All capitalized terms used herein and not
otherwise defined herein shall have the same meaning ascribed to
them as in the Standby Equity Distribution Agreement. The Investor
will be granted certain registration rights with respect to the
Common Stock as more fully set forth in the Registration Rights
Agreement between the Company and the Investor dated the date
hereof (the “ Registration Rights Agreement ”).

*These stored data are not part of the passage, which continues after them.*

fn call(
    program: &Program,
    func: &Function,
    args: Vec<Value>,
    io: &mut Io,
    depth: u32,
) -> Result<Option<Value>, RunError> {
    if depth > MAX_DEPTH {
        return Err(RunError("call stack overflow".to_string()));
    }

    let mut temps: Vec<Value> = func
        .temp_tys
        .iter()
        .map(|ty| Value::zero(ty, program))
        .collect();
    for (param, arg) in func.params.iter().zip(args) {
        temps[param.0 as usize] = arg;
    }

    let labels: FxHashMap<Label, usize> = func
        .instrs
        .iter()
        .enumerate()
        .filter_map(|(i, instr)| match instr {
            Instr::Label(label) => Some((*label, i)),
            _ => None,
        })
        .collect();

    let read = |temps: &[Value], op: &Operand| -> Value {
        match op {
            Operand::Temp(t) => temps[t.0 as usize].clone(),
            Operand::Const(c) => const_value(c),
        }
    };

    let mut pc = 0usize;
    let mut steps = 0u64;
    loop {
        if pc >= func.instrs.len() {
            return Err(RunError(format!("fell off the end of `{}`", func.name)));
        }
        steps += 1;
        if steps > 100_000_000 {
            return Err(RunError("instruction budget exhausted".to_string()));
        }

        match &func.instrs[pc] {
            Instr::Label(_) => {}
            Instr::Const { dst, value } => temps[dst.0 as usize] = const_value(value),
            Instr::Copy { dst, src } => temps[dst.0 as usize] = read(&temps, src),
            Instr::Bin { op, dst, lhs, rhs } => {
                let l = read(&temps, lhs);
                let r = read(&temps, rhs);
                temps[dst.0 as usize] = eval_bin(*op, l, r)?;
            }
            Instr::Neg { dst, src } => {
                temps[dst.0 as usize] = match read(&temps, src) {
                    Value::Int(v) => Value::Int(v.wrapping_neg()),
                    Value::Float(v) => Value::Float(-v),
                    other => return Err(RunError(format!("cannot negate {other:?}"))),
                };
            }
            Instr::Not { dst, src } => {
                temps[dst.0 as usize] = match read(&temps, src) {
                    Value::Bool(v) => Value::Bool(!v),
                    other => return Err(RunError(format!("cannot logically negate {other:?}"))),
                };
            }
            Instr::Cast { dst, src, to, .. } => {
                temps[dst.0 as usize] = eval_cast(read(&temps, src), to)?;
            }
            Instr::IndexLoad { dst, base, index } => {
                let idx = as_index(read(&temps, index))?;
                let Value::Array(elems) = &temps[base.0 as usize] else {
                    return Err(RunError("index base is not an array".to_string()));
                };
                let value = elems
                    .get(idx)
                    .ok_or_else(|| RunError(format!("array index {idx} out of bounds")))?
                    .clone();
                temps[dst.0 as usize] = value;
            }
            Instr::IndexStore { base, index, value } => {
                let idx = as_index(read(&temps, index))?;
                let value = read(&temps, value);
                let Value::Array(elems) = &mut temps[base.0 as usize] else {
                    return Err(RunError("index base is not an array".to_string()));
                };
                let slot = elems
                    .get_mut(idx)
                    .ok_or_else(|| RunError(format!("array index {idx} out of bounds")))?;
                *slot = value;
            }
            Instr::FieldLoad { dst, base, field } => {
                let Value::Record(fields) = &temps[base.0 as usize] else {
                    return Err(RunError("field base is not a record".to_string()));
                };
                temps[dst.0 as usize] = fields[*field as usize].clone();
            }
            Instr::FieldStore { base, field, value } => {
                let value = read(&temps, value);
                let Value::Record(fields) = &mut temps[base.0 as usize] else {
                    return Err(RunError("field base is not a record".to_string()));
                };
                fields[*field as usize] = value;
            }
            Instr::Jump { target } => {
                pc = labels[target];
                continue;
            }
            Instr::Branch { cond, then_, else_ } => {
                let Value::Bool(b) = read(&temps, cond) else {
                    return Err(RunError("branch condition is not a bool".to_string()));
                };
                pc = labels[if b { then_ } else { else_ }];
                continue;
            }
            Instr::Call { dst, func: name, args } => {
                let callee = program
                    .function(name)
                    .ok_or_else(|| RunError(format!("unknown function `{name}`")))?;
                let arg_values: Vec<Value> = args.iter().map(|a| read(&temps, a)).collect();
                let result = call(program, callee, arg_values, io, depth + 1)?;
                if let Some(dst) = dst {
                    temps[dst.0 as usize] =
                        result.ok_or_else(|| RunError("khali call used as a value".to_string()))?;
                }
            }
            Instr::Ret { value } => {
                return Ok(value.as_ref().map(|v| read(&temps, v)));
            }
            Instr::Print { value, .. } => {
                let line = format_value(&read(&temps, value));
                io.output.push(line);
            }
            Instr::Read { dst, ty } => {
                let line = io
                    .inputs
                    .pop_front()
                    .ok_or_else(|| RunError("input exhausted".to_string()))?;
                temps[dst.0 as usize] = parse_input(&line, ty);
            }
        }
        pc += 1;
    }
}
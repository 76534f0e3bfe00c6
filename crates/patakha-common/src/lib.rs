//! Shared types for the Patakha compiler.
//!
//! Every stage of the pipeline speaks in terms of the types defined here:
//! byte-offset [`span::Span`]s into source text, the [`token::Token`]
//! vocabulary produced by the lexer, and the ordered [`diag::Diagnostics`]
//! sink that all stages append to.

pub mod diag;
pub mod span;
pub mod token;
pub mod ty;

pub use diag::{Diagnostic, Diagnostics, Severity, SourceFile, SourceMap};
pub use span::{FileId, Span};
pub use token::{keyword_from_str, Token, TokenKind};
pub use ty::Ty;
//! Patakha parser: hand-written recursive descent producing the AST.
//!
//! Statement terminators are loose: a `;`, a newline, or the end of a block
//! ends a statement, and a statement also ends naturally when the next token
//! cannot extend it (so `bhai x = 2 bol(x)` on one line parses as two
//! statements). Inside `(...)` and `[...]` newlines are insignificant. The
//! one place a literal `;` is mandatory is between the clauses of a
//! `jabtak (init; cond; post)` header.
//!
//! # Error recovery
//!
//! The parser is panic-mode: on a syntax error it reports a diagnostic at
//! the offending token, drops input up to the next synchronization point (a
//! statement-starting keyword, `}`, `bass`, a terminator, or end of input)
//! and resumes. All errors of a run are collected in the shared sink;
//! parsing never stops at the first error. Unparseable regions leave
//! [`ast::StmtKind::Error`] / [`ast::ExprKind::Error`] placeholders that
//! later passes step over.

pub mod ast;
pub mod dump;
pub mod tables;

use patakha_common::{Diagnostics, FileId, Span, Token, TokenKind, Ty};
use patakha_lexer::unescape_string;

use ast::{
    BinOp, Block, CaseArm, Expr, ExprKind, FieldDecl, Fixity, FunctionDecl, ImportDecl, IncDecOp,
    Item, LogicalOp, Param, Program, RecordDecl, RecordKeyword, Stmt, StmtKind, TypeExpr,
    TypeExprKind, UnaryOp,
};

/// Parse a token stream into a [`Program`].
///
/// `tokens` must be the output of [`patakha_lexer::tokenize`] for `source`
/// (in particular it must end with `Eof`).
pub fn parse(source: &str, tokens: &[Token], file: FileId, diags: &mut Diagnostics) -> Program {
    Parser {
        source,
        tokens,
        pos: 0,
        file,
        group_depth: 0,
        diags,
    }
    .parse_program()
}

/// Lex and parse in one step.
pub fn parse_source(source: &str, file: FileId, diags: &mut Diagnostics) -> Program {
    let tokens = patakha_lexer::tokenize(source, file, diags);
    parse(source, &tokens, file, diags)
}

struct Parser<'t, 'd> {
    source: &'t str,
    tokens: &'t [Token],
    pos: usize,
    file: FileId,
    /// `(` / `[` nesting depth. Newlines are skipped while it is non-zero.
    group_depth: u32,
    diags: &'d mut Diagnostics,
}
fn emit_function(program: &Program, func: &Function, out: &mut String) {
    if func.is_main {
        out.push_str("int main(void) {\n");
    } else {
        let _ = writeln!(out, "static {} {{", signature(func));
    }

    // Zero-initialized locals for every non-parameter temp.
    for id in func.params.len()..func.temp_count() {
        let temp = Temp(id as u32);
        let ty = &func.temp_tys[id];
        match ty {
            Ty::Int | Ty::Unknown => {
                let _ = writeln!(out, "    long long {temp} = 0;");
            }
            Ty::Float => {
                let _ = writeln!(out, "    double {temp} = 0;");
            }
            Ty::Bool => {
                let _ = writeln!(out, "    int {temp} = 0;");
            }
            Ty::Void => {
                let _ = writeln!(out, "    long long {temp} = 0;");
            }
            other => {
                let _ = writeln!(out, "    {};", declare(other, &temp.to_string()));
                let _ = writeln!(out, "    memset(&{temp}, 0, sizeof {temp});");
            }
        }
    }

    let label_refs = count_label_refs(func);
    let mut i = 0;
    while i < func.instrs.len() {
        if let Some((line, skip)) = match_short_circuit(func, &label_refs, i) {
            let _ = writeln!(out, "    {line}");
            i += skip;
            continue;
        }
        emit_instr(program, func, &func.instrs[i], out);
        i += 1;
    }

    out.push_str("}\n\n");
}

/// How many jumps and branches target each label.
fn count_label_refs(func: &Function) -> FxHashMap<Label, u32> {
    let mut refs: FxHashMap<Label, u32> = FxHashMap::default();
    for instr in &func.instrs {
        match instr {
            Instr::Jump { target } => *refs.entry(*target).or_insert(0) += 1,
            Instr::Branch { then_, else_, .. } => {
                *refs.entry(*then_).or_insert(0) += 1;
                *refs.entry(*else_).or_insert(0) += 1;
            }
            _ => {}
        }
    }
    refs
}

/// Recognize the lowerer's short-circuit diamond starting at `i` and
/// return the native C statement plus the number of instructions consumed.
///
/// Two spellings of the same shape exist: the raw seven-instruction form
/// straight out of the lowerer (the short arm falls through to the end
/// label), and the eight-instruction form after CFG normalization (the
/// fall-through became an explicit jump). It only collapses when the
/// shape's labels are referenced exclusively from inside it.
fn match_short_circuit(
    func: &Function,
    label_refs: &FxHashMap<Label, u32>,
    i: usize,
) -> Option<(String, usize)> {
    let head = func.instrs.get(i..i + 6)?;
    let Instr::Branch { cond, then_, else_ } = &head[0] else {
        return None;
    };
    let Instr::Label(l1) = &head[1] else {
        return None;
    };
    let Instr::Copy { dst, src } = &head[2] else {
        return None;
    };
    let Instr::Jump { target: l3 } = &head[3] else {
        return None;
    };
    let Instr::Label(l2) = &head[4] else {
        return None;
    };
    let Instr::Const {
        dst: dst2,
        value: Const::Bool(short_value),
    } = &head[5]
    else {
        return None;
    };
    if dst != dst2 {
        return None;
    }

    // The tail is either the end label directly, or jump-then-label.
    let (consumed, l3_refs) = match func.instrs.get(i + 6) {
        Some(Instr::Label(end)) if end == l3 => (7, 1),
        Some(Instr::Jump { target }) if target == l3 => {
            match func.instrs.get(i + 7) {
                Some(Instr::Label(end)) if end == l3 => (8, 2),
                _ => return None,
            }
        }
        _ => return None,
    };

    if label_refs.get(l1).copied().unwrap_or(0) != 1
        || label_refs.get(l2).copied().unwrap_or(0) != 1
        || label_refs.get(l3).copied().unwrap_or(0) != l3_refs
    {
        return None;
    }

    let op = if *then_ == *l1 && *else_ == *l2 && !*short_value {
        "&&"
    } else if *then_ == *l2 && *else_ == *l1 && *short_value {
        "||"
    } else {
        return None;
    };

    Some((format!("{dst} = {} {op} {};", value(cond), value(src)), consumed))
}
// ── LL(1) ──────────────────────────────────────────────────────────────

/// Render the LL(1) dump: grammar, FIRST/FOLLOW, and the predictive table
/// with conflicts marked.
pub fn dump_ll1() -> String {
    let grammar = ll1_grammar();
    let (first, nullable) = first_sets(&grammar);
    let follow = follow_sets(&grammar, &first, &nullable);

    let mut out = String::new();
    out.push_str("LL(1) table for the statement/expression core grammar\n");
    out.push_str("(<e> is the empty production; rel is any relational operator)\n\n");

    out.push_str("Grammar:\n");
    for (i, p) in grammar.iter().enumerate() {
        let _ = writeln!(out, "  {}", format_production(i, p));
    }

    out.push_str("\nFIRST sets:\n");
    for nt in nonterminals(&grammar) {
        let mut set = first[nt].clone();
        if nullable.contains(nt) {
            set.insert("<e>");
        }
        let _ = writeln!(out, "  {}", format_set(&format!("FIRST({nt})"), &set));
    }

    out.push_str("\nFOLLOW sets:\n");
    for nt in nonterminals(&grammar) {
        let _ = writeln!(out, "  {}", format_set(&format!("FOLLOW({nt})"), &follow[nt]));
    }

    // M[A, a] = productions predicted for nonterminal A on lookahead a.
    let mut table: BTreeMap<(&str, &str), Vec<usize>> = BTreeMap::new();
    for (i, p) in grammar.iter().enumerate() {
        let mut lookaheads: BTreeSet<&str> = BTreeSet::new();
        let mut prefix_nullable = true;
        for sym in p.rhs {
            match sym {
                T(t) => {
                    lookaheads.insert(*t);
                    prefix_nullable = false;
                    break;
                }
                N(n) => {
                    lookaheads.extend(first[*n].iter().copied());
                    if !nullable.contains(*n) {
                        prefix_nullable = false;
                        break;
                    }
                }
            }
        }
        if prefix_nullable {
            lookaheads.extend(follow[p.lhs].iter().copied());
        }
        for t in lookaheads {
            table.entry((p.lhs, t)).or_default().push(i);
        }
    }

    out.push_str("\nPredictive table (nonterminal, lookahead) -> production:\n");
    let mut conflicts = 0usize;
    for ((nt, t), prods) in &table {
        let cell = prods
            .iter()
            .map(|i| i.to_string())
            .collect::<Vec<_>>()
            .join("/");
        if prods.len() > 1 {
            conflicts += 1;
            let _ = writeln!(out, "  M[{nt}, {t}] = {cell}  <-- conflict");
        } else {
            let _ = writeln!(out, "  M[{nt}, {t}] = {cell}");
        }
    }
    let _ = writeln!(out, "\n{conflicts} conflict(s).");
    out
}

The documents to be executed and delivered in connection with the
Offering, including, but not limited, to the Company’s latest
Quarterly Report on Form 10-Q as filed with the United States
Securities and Exchange Commission, this Agreement, the Standby
Equity Distribution Agreement, and the Registration Rights
Agreement are referred to sometimes hereinafter collectively as the
“ Offering Materials .” The Company’s
Common Stock purchased by the Investor under the Standby Equity
Distribution Agreement is sometimes referred to hereinafter as the
“ Securities .” The Placement Agent shall not be
obligated to sell any Securities.
A. Upon the execution of this Agreement, the
Company shall issue to the Placement Agent or its designee shares
of the Company’s Common Stock in an amount equal to Ten
Thousand Dollars ($10,000) divided by the volume weighted average
price of the Common Stock, as quoted by Bloomberg, LP, on the
trading day immediately preceding the date hereof (the “
Placement Agent’s Shares ”). The Placement Agent
shall be entitled to “piggy-back” registration rights
with respect to the Placement Agent’s Shares, which shall be
triggered upon registration of any shares of Common Stock by the
Company pursuant to the Registration Rights Agreement dated the
date hereof.
3. Representations,
Warranties and Covenants of the Placement Agent.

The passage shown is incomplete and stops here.